Periodic table to welcome two new elements

Updated on: Monday, December 05, 2011

The periodic table, the biblical graph of chemical elements and a permanent resident of classroom walls, is all set to get bigger by two more boxes.

Livermorium and flerovium could soon occupy the 114 and 116 spots on the periodic table of the elements, according to the International Union of Pure and Applied Chemistry.
 
Three other new elements had just recently finished this process, filling in the 110, 111 and 112 spots.
 
The newly announced names will undergo a five-month public debate period before the official paperwork gets processed and they show up on the table, LiveScience reported.
 
All five of these elements are so large and unstable they can be made only in the lab, and they fall apart into other elements very quickly. Not much is known about these elements, since they aren't stable enough to do experiments on and are not found in nature. They are called "super heavy," or Transuranium, elements.
 
Elements 113, 115, 117 and 118 have also been synthesised at Russia's Joint Institute for Nuclear Research, located in Dubna, Russia, but their creation hasn't been confirmed by the International Union yet.

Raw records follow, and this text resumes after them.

//! Token usage accounting
//!
//! Every call into the decision boundary reports a [`Usage`]. An agent run
//! sums the usage of its own decisions; the orchestrator aggregates routing and
//! branch usage into a [`UsageStats`] breakdown for the report it returns.

use std::collections::BTreeMap;
use std::ops::{Add, AddAssign};

use serde::{Deserialize, Serialize};

/// Token usage for one or more decision calls.
#[derive(Debug, Clone, Copy, Default, Serialize, Deserialize, PartialEq, Eq)]
pub struct Usage {
    pub prompt_tokens: usize,
    pub completion_tokens: usize,
    pub total_tokens: usize,
    /// Number of decision calls summed into this value.
    pub request_count: usize,
}

impl Usage {
    pub fn new(prompt_tokens: usize, completion_tokens: usize) -> Self {
        Self {
            prompt_tokens,
            completion_tokens,
            total_tokens: prompt_tokens + completion_tokens,
            request_count: 1,
        }
    }

    pub fn empty() -> Self {
        Self::default()
    }

    pub fn add_usage(&mut self, other: &Usage) {
        self.prompt_tokens += other.prompt_tokens;
        self.completion_tokens += other.completion_tokens;
        self.total_tokens += other.total_tokens;
        self.request_count += other.request_count;
    }
}

impl Add for Usage {
    type Output = Self;

    fn add(mut self, other: Self) -> Self {
        self.add_usage(&other);
        self
    }
}

impl AddAssign for Usage {
    fn add_assign(&mut self, other: Self) {
        self.add_usage(&other);
    }
}

/// Usage across one orchestrated call, broken down by participant
/// (`"router"`, `"document"`, `"graph"`).
#[derive(Debug, Clone, Default, Serialize, Deserialize, PartialEq, Eq)]
pub struct UsageStats {
    pub total: Usage,
    pub by_participant: BTreeMap<String, Usage>,
}

impl UsageStats {
    pub fn new() -> Self {
        Self::default()
    }

    pub fn record(&mut self, participant: &str, usage: Usage) {
        self.total.add_usage(&usage);
        *self
            .by_participant
            .entry(participant.to_string())
            .or_default() += usage;
    }
}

Once they have been confirmed, they will also have to go through the naming and public-commenting periods.
 
Both livermorium and flerovium were also synthesised at the same Russian lab, where Russian researchers were working with American researchers from the Lawrence Livermore National Laboratory in California.
 
Element 114, previously known as ununquadium, has been named flerovium (Fl), after the Russian institute's Flerov Laboratory of Nuclear Reactions founder, which similarly is named in honour of Georgiy Flerov, a Russian physicist whose work and writings to Joseph Stalin led to the development of the USSR's atomic bomb project.
 
Element 116, which was temporarily named ununhexium, got its name as livermorium (Lv), after the national labs and the city of Livermore, California. Livermorium was first observed in 2000, when the scientists created it by mashing together calcium and curium.